Mais, tels des joueurs de go déposant leurs premières pierres de façon à disposer de bases d’appui solides lorsque les choses deviendront sérieuses, les deux protagonistes ont échangé, les jours précédents, quelques déclarations péremptoires, l’un affirmant par exemple que l’Arctique est « une zone d’influence légitime », l’autre qu’il faut « éviter une militarisation de l’Arctique ».

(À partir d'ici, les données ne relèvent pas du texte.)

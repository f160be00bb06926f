//! Directive-tree to configuration-text rendering.
//!
//! The inverse of the parser: a tree renders back to canonical text with one
//! statement per line, `padding × depth` margins, comments re-attached to the
//! line they came from, and extension build hooks taking over hooked
//! directives wholesale.

mod quote;

pub use quote::enquote;

use std::fs;
use std::path::{Path, PathBuf};

use crate::error::{ParseError, Result};
use crate::ext::Registry;
use crate::types::{Directive, Payload};

/// Rendering knobs.
#[derive(Debug, Clone)]
pub struct BuildOptions {
    /// Spaces per indent level (ignored with `tabs`).
    pub indent: usize,
    /// Indent with tab characters instead of spaces.
    pub tabs: bool,
    /// Prefix built files with a generated-file banner.
    pub header: bool,
}

impl Default for BuildOptions {
    fn default() -> Self {
        Self {
            indent: 4,
            tabs: false,
            header: false,
        }
    }
}

/// Render a directive tree to configuration text.
pub fn build(block: &[Directive], registry: &Registry, options: &BuildOptions) -> String {
    let padding = if options.tabs {
        "\t".to_string()
    } else {
        " ".repeat(options.indent)
    };

    let mut output = String::new();
    if options.header {
        output.push_str("# This config was rebuilt from its JSON representation.\n\n");
    }
    let body = build_block(String::new(), block, 0, 0, &padding, registry, options);
    output.push_str(&body);
    output
}

fn build_block(
    mut output: String,
    block: &[Directive],
    depth: usize,
    last_line: usize,
    padding: &str,
    registry: &Registry,
    options: &BuildOptions,
) -> String {
    let margin = padding.repeat(depth);
    let mut last_line = last_line;

    for stmt in block {
        let line = stmt.line;

        if stmt.is_comment() && line == last_line {
            // same source line as the previous statement: keep it there
            output.push_str(" #");
            output.push_str(stmt.comment.as_deref().unwrap_or(""));
            continue;
        }

        let built = if stmt.is_comment() {
            format!("#{}", stmt.comment.as_deref().unwrap_or(""))
        } else if let Some(hooked) =
            registry.run_build_hook(stmt, padding, options.indent, options.tabs)
        {
            hooked
        } else {
            let args: Vec<String> = stmt.args.iter().map(|arg| enquote(arg)).collect();
            let mut built = if stmt.directive == "if" {
                format!("if ({})", args.join(" "))
            } else if args.is_empty() {
                enquote(&stmt.directive)
            } else {
                format!("{} {}", enquote(&stmt.directive), args.join(" "))
            };
            if let Some(inner) = &stmt.block {
                built.push_str(" {");
                built = build_block(built, inner, depth + 1, line, padding, registry, options);
                built.push('\n');
                built.push_str(&margin);
                built.push('}');
            } else {
                built.push(';');
            }
            built
        };

        if !output.is_empty() {
            output.push('\n');
        }
        output.push_str(&margin);
        output.push_str(&built);
        last_line = line;
    }

    output
}

/// Write every file in `payload` under `dirname` (current directory when
/// `None`; absolute file paths are kept as-is). Parent directories are
/// created, and each file ends with exactly one newline.
pub fn build_files(
    payload: &Payload,
    dirname: Option<&Path>,
    registry: &Registry,
    options: &BuildOptions,
) -> Result<()> {
    let base: PathBuf = match dirname {
        Some(dir) => dir.to_path_buf(),
        None => std::env::current_dir().map_err(|e| ParseError::io(Path::new("."), &e))?,
    };

    for config in &payload.config {
        let path = if config.file.is_absolute() {
            config.file.clone()
        } else {
            base.join(&config.file)
        };
        if let Some(parent) = path.parent() {
            fs::create_dir_all(parent).map_err(|e| ParseError::io(parent, &e))?;
        }

        let mut text = build(&config.parsed, registry, options);
        while text.ends_with('\n') {
            text.pop();
        }
        text.push('\n');
        fs::write(&path, text).map_err(|e| ParseError::io(&path, &e))?;
    }
    Ok(())
}

#[cfg(test)]
mod tests {
    use super::*;
    use crate::types::Directive;

    fn build_default(block: &[Directive]) -> String {
        build(block, &Registry::new(), &BuildOptions::default())
    }

    #[test]
    fn simple_block() {
        let tree = vec![Directive::new("events", 1).with_block(vec![
            Directive::new("worker_connections", 2).with_args(["1024"]),
        ])];
        assert_eq!(
            build_default(&tree),
            "events {\n    worker_connections 1024;\n}"
        );
    }

    #[test]
    fn tabs_and_custom_indent() {
        let tree = vec![Directive::new("events", 1).with_block(vec![
            Directive::new("worker_connections", 2).with_args(["1024"]),
        ])];
        let tabbed = build(
            &tree,
            &Registry::new(),
            &BuildOptions {
                tabs: true,
                ..Default::default()
            },
        );
        assert_eq!(tabbed, "events {\n\tworker_connections 1024;\n}");

        let two = build(
            &tree,
            &Registry::new(),
            &BuildOptions {
                indent: 2,
                ..Default::default()
            },
        );
        assert_eq!(two, "events {\n  worker_connections 1024;\n}");
    }

    #[test]
    fn if_renders_with_parens() {
        let tree = vec![Directive::new("if", 1)
            .with_args(["$request_method", "=", "POST"])
            .with_block(vec![Directive::new("return", 2).with_args(["405"])])];
        assert_eq!(
            build_default(&tree),
            "if ($request_method = POST) {\n    return 405;\n}"
        );
    }

    #[test]
    fn comment_on_its_own_line() {
        let tree = vec![
            Directive::comment(" banner", 1),
            Directive::new("user", 2).with_args(["nobody"]),
        ];
        assert_eq!(build_default(&tree), "# banner\nuser nobody;");
    }

    #[test]
    fn comment_reattaches_to_same_line() {
        let tree = vec![
            Directive::new("listen", 1).with_args(["80"]),
            Directive::comment(" default port", 1),
        ];
        assert_eq!(build_default(&tree), "listen 80; # default port");
    }

    #[test]
    fn arguments_are_enquoted() {
        let tree = vec![Directive::new("log_format", 1).with_args(["main", "a \"b\""])];
        assert_eq!(build_default(&tree), "log_format main 'a \"b\"';");
    }

    #[test]
    fn extension_hook_output_used_verbatim() {
        let registry = Registry::standard();
        let tree = vec![Directive::new("content_by_lua_block", 1)
            .with_args([" ngx.say(1) "])];
        assert_eq!(
            build(&tree, &registry, &BuildOptions::default()),
            "content_by_lua_block { ngx.say(1) }"
        );
    }

    #[test]
    fn empty_block_renders_open_close() {
        let tree = vec![Directive::new("events", 1).with_block(Vec::new())];
        assert_eq!(build_default(&tree), "events {\n}");
    }

    #[test]
    fn header_banner_prepended() {
        let tree = vec![Directive::new("user", 1).with_args(["nobody"])];
        let text = build(
            &tree,
            &Registry::new(),
            &BuildOptions {
                header: true,
                ..Default::default()
            },
        );
        assert!(text.starts_with("# This config was rebuilt"));
        assert!(text.ends_with("user nobody;"));
    }
}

Cependant cette militarisation est déjà bien engagée. C’est le cas depuis longtemps au Groenland puisque les Etats-Unis, après y avoir conclu un accord en 1941 et établi un point d’appui en 1943, y ont installé à partir de 1951 des bases et stocké des missiles nucléaires. Plus récemment, la Russie a construit ou modernisé plusieurs sites militaires en Arctique et déployé systèmes de défense et lanceurs de missiles, la Suède a rétabli le service militaire, des bombardiers américains se sont entraînés en Norvège après que les deux pays ont signé un accord de coopération et le Danemark se dote de stations radar et de drones de surveillance. Des navires américains ont navigué en mer de Barents dans la zone économique exclusive (ZEE) de la Russie et dans l’océan lui-même des exercices militaires ont lieu régulièrement ; même la France a, en 2018, envoyé un bâtiment militaire de soutien, non doté d’artillerie, traverser l’Océan Arctique jusqu’au détroit de Béring.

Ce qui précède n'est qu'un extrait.